A University of Kharkiv alumnus, Bykov moved to Saint Petersburg in the early 1860s and started writing short stories, poems and bibliographical articles, published in Syn Otechestva, Russky Mir, Iskra, Otechestvennye Zapiski. Later Bykov edited Delo (1880), Russkoye Bogatstvo (1881-1900), Vsemirnaya Illyustratsia (literary section, 1891-1898), Slovo newspaper (1904-1905) and Sovremennik (1911).

Among the translations Bykov made in 1870s-1900s were those of the works by William Shakespeare, Victor Hugo, Heinrich Heine, Theophile Gautier and Wladyslaw Syrokomla.

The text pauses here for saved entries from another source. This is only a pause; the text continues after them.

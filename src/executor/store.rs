//! Read-side handle on a store file
//!
//! A `Store` is only a path. Every `connect` opens the file, verifies every
//! segment checksum and both table schemas, decodes, and closes the file
//! again before returning.

use std::path::{Path, PathBuf};

use serde::Serialize;
use tracing::debug;

use crate::observability::Event;
use crate::schema::{
    trips_from_table, zones_from_table, TripRecord, ZoneDirectory, TRIPS_TABLE, ZONE_LOOKUP_TABLE,
};
use crate::storage::{StorageError, StoreReader, Table};

use super::errors::ExecutionCause;

/// Handle on a store location
#[derive(Debug, Clone, PartialEq, Eq)]
pub struct Store {
    path: PathBuf,
}

/// Decoded store contents
#[derive(Debug, Clone, PartialEq)]
pub struct StoreSnapshot {
    pub trips: Vec<TripRecord>,
    pub zones: ZoneDirectory,
}

/// Shape of one stored table
#[derive(Debug, Clone, PartialEq, Eq, Serialize)]
pub struct TableSummary {
    pub name: String,
    pub rows: u64,
    pub columns: Vec<ColumnSummary>,
}

#[derive(Debug, Clone, PartialEq, Eq, Serialize)]
pub struct ColumnSummary {
    pub name: String,
    #[serde(rename = "type")]
    pub column_type: String,
}

impl Store {
    pub fn new(path: impl Into<PathBuf>) -> Self {
        Self { path: path.into() }
    }

    pub fn path(&self) -> &Path {
        &self.path
    }

    /// Whether a store file exists at this location
    pub fn exists(&self) -> bool {
        self.path.is_file()
    }

    /// Reads and validates both tables.
    pub fn connect(&self) -> Result<StoreSnapshot, ExecutionCause> {
        let (trips, zones) = self.read_tables()?;
        let snapshot = StoreSnapshot {
            trips: trips_from_table(&trips)?,
            zones: zones_from_table(&zones)?,
        };
        debug!(
            event = %Event::StoreOpened,
            path = %self.path.display(),
            trips = snapshot.trips.len() as u64,
            zones = snapshot.zones.len() as u64,
        );
        Ok(snapshot)
    }

    /// Describes the stored tables without decoding records.
    pub fn inspect(&self) -> Result<Vec<TableSummary>, ExecutionCause> {
        let (trips, zones) = self.read_tables()?;
        Ok([trips, zones]
            .iter()
            .map(|table| TableSummary {
                name: table.name.clone(),
                rows: table.row_count() as u64,
                columns: table
                    .columns
                    .iter()
                    .map(|c| ColumnSummary {
                        name: c.name.clone(),
                        column_type: c.data.column_type().to_string(),
                    })
                    .collect(),
            })
            .collect())
    }

    fn read_tables(&self) -> Result<(Table, Table), StorageError> {
        let mut reader = StoreReader::open(&self.path)?;
        let mut tables = reader.read_all()?.into_iter();
        drop(reader);

        let mut next = |expected: &str| -> Result<Table, StorageError> {
            match tables.next() {
                Some(table) if table.name == expected => Ok(table),
                Some(table) => Err(StorageError::corruption_in_table(
                    &table.name,
                    format!("expected table '{}' at this position", expected),
                )),
                None => Err(StorageError::corruption_in_table(expected, "table missing from store")),
            }
        };
        let trips = next(TRIPS_TABLE)?;
        let zones = next(ZONE_LOOKUP_TABLE)?;
        if let Some(extra) = tables.next() {
            return Err(StorageError::corruption_in_table(&extra.name, "unexpected table in store"));
        }

        Ok((trips, zones))
    }
}
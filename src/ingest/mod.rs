//! Ingestion of trip sources into the store
//!
//! Reads monthly parquet trip files and the zone lookup CSV, reconciles them
//! with the canonical schemas, and replaces the store's `trips` and
//! `zone_lookup` tables in one atomic step.
//!
//! # Design Principles
//!
//! - All-or-nothing: a failed run leaves the previous store untouched
//! - Re-ingesting the same inputs yields identical tables
//! - Malformed inputs are rejected with the offending file named, never
//!   silently coerced

mod discovery;
mod errors;
mod ingestor;
mod lookup;
mod source;

pub use discovery::resolve_sources;
pub use errors::{IngestError, IngestResult};
pub use ingestor::{IngestOptions, IngestReport, Ingestor, SourceSummary};
pub use lookup::read_zone_lookup;
pub use source::{read_trip_source, SourceBatch};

Bykov compiled and published numerous The Complete Works series, including those by Yulia Zhadovskaya (1885), Alexey Koltsov (1892), Alexander Afanasyev-Chuzhbinsky (1890), Mikhail Lermontov (1891, 1904), Heinrich Heine (1900), Alexey Pleshcheyev (1896—1897, 1905), Nikolai Gogol (1909), Moliere (1909), Ilya Salov (1910—1912), Pyotr Polevoy (1911—1912), Lev Mey (1911), Anton Chekhov (1911), Mikhail Mikhaylov (1912), Fyodor Tyutchev (1912), Dmitry Mamin-Sibiryak (1915—1917). The number of biographical articles and essays authored by Bykov, exceeds one thousand.